Do it right or wait until it is.
It does show promise though.
Bill
Hi, i’ve tried the current version of the jdk (build 1.8.0-ea-b109) on the raspberry pi, but the commands “primaryStage.initStyle(StageStyle.TRANSPARENT)” and “scene.setFill(null)” seems to have no effect. I get a black panel drawn over my pi text and also over the omx-player video. What am i doing wrong?
ı have the same issue. Any suggestion please?
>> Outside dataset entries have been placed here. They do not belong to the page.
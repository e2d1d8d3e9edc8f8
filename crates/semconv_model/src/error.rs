//! Error types for the semantic convention model.

use thiserror::Error;

use crate::doc::Pos;

/// Result type alias for model operations.
pub type Result<T> = std::result::Result<T, Error>;

/// Errors that can occur while parsing or resolving conventions.
#[derive(Error, Debug)]
pub enum Error {
    #[error(transparent)]
    Validation(#[from] ValidationError),

    #[error("IO error: {0}")]
    Io(#[from] std::io::Error),

    #[error("YAML error: {0}")]
    Yaml(#[from] yaml_rust2::ScanError),
}

/// A validation failure pinned to a YAML source position.
///
/// `line` and `column` are 1-indexed. `id` names the nearest enclosing
/// entity (attribute fqn or group id) when one is known.
#[derive(Error, Debug, Clone, PartialEq, Eq)]
pub struct ValidationError {
    pub line: usize,
    pub column: usize,
    pub message: String,
    pub id: Option<String>,
}

impl ValidationError {
    pub fn new(pos: Pos, message: impl Into<String>, id: Option<&str>) -> Self {
        Self {
            line: pos.line,
            column: pos.col,
            message: message.into(),
            id: id.map(str::to_owned),
        }
    }
}

impl std::fmt::Display for ValidationError {
    fn fmt(&self, f: &mut std::fmt::Formatter<'_>) -> std::fmt::Result {
        write!(f, "{} - @{}:{}", self.message, self.line, self.column)?;
        if let Some(id) = &self.id {
            write!(f, " ('{}')", id)?;
        }
        Ok(())
    }
}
The StopWatch (from the fx examples) is also on a black instead of a transparent background on the pi
Ok, now i read that the transparent background is only available with the changes you made 🙁 . When do you think will this feature be available in the jvm for linux ARM systems?
All,
Indeed with current JavaFx for RPi the transparency will be an issue (e.g overlay on top of omxplayer is not possible, and you have a solid non-teansparent stage). I found a “reverse” workaround for this without JavaFx, by using JOGL 2.0 and NEWT, with these you can have full transparency (however omxplayer is shown on top of your app plus your own canvas, working 100%). Not a replacement to JavaFx but at least a nice solution if you want to use omxplayer on your java app. brief, with JOGL you can have omxplayer and transparency on java apps. I’ll to put a screenshot later
could u send sample code please
hey…i want to create a 3D scene for my project using javafx technology So wanted to know whether maya and javafx can be comined ? if yes than how?plz reply as soon as possible..
Check out 3DViewer sample which you can download in Demos and Samples bundle from here http://www.oracle.com/technetwork/java/javafx/samples/index.html
Great job!!!
I’m trying an to do a module for a vending machine that need to reproduce a video, but I have serious problems with performance using QT.
Could you give to me some clues or where to find information about how to reproduce media with JavaFX?
Thank’s and sorry my poor english.
Check out MediaPlayer sample code in Ensemble http://www.oracle.com/technetwork/java/javafx/samples/index.html
There is MediaView node with MediaPlayer and Media classes. See here, for example: http://download.oracle.com/otndocs/products/javafx/2/samples/Ensemble/index.html#SAMPLES/Media/Advanced Media
Hi Alexander,
MEdia classes don’t work with JavaFx JDK8 (raspberry option, if you want to use javaFx on RPi).
Do you know how can I still play music without media classe (I havent been able to get the older option (sound sampled) running).
Thanks
I’m in dire need of embedding video into JavaFX. Anyone care to explain any way at all to obtain that? I just can’t get video to play with javafx in any way.
Please see my comment above.
Check out MediaPlayer sample code in Ensemble http://www.oracle.com/technetwork/java/javafx/samples/index.html
I know this is pretty old but is there any way to get project source code you used to do this on the raspberry pi? I have yet to get anywhere close to this level of performance on the pi with JavaFX!
By the way… unless I am doing something wrong the ensemble media examples do not work at all on the raspberry pi!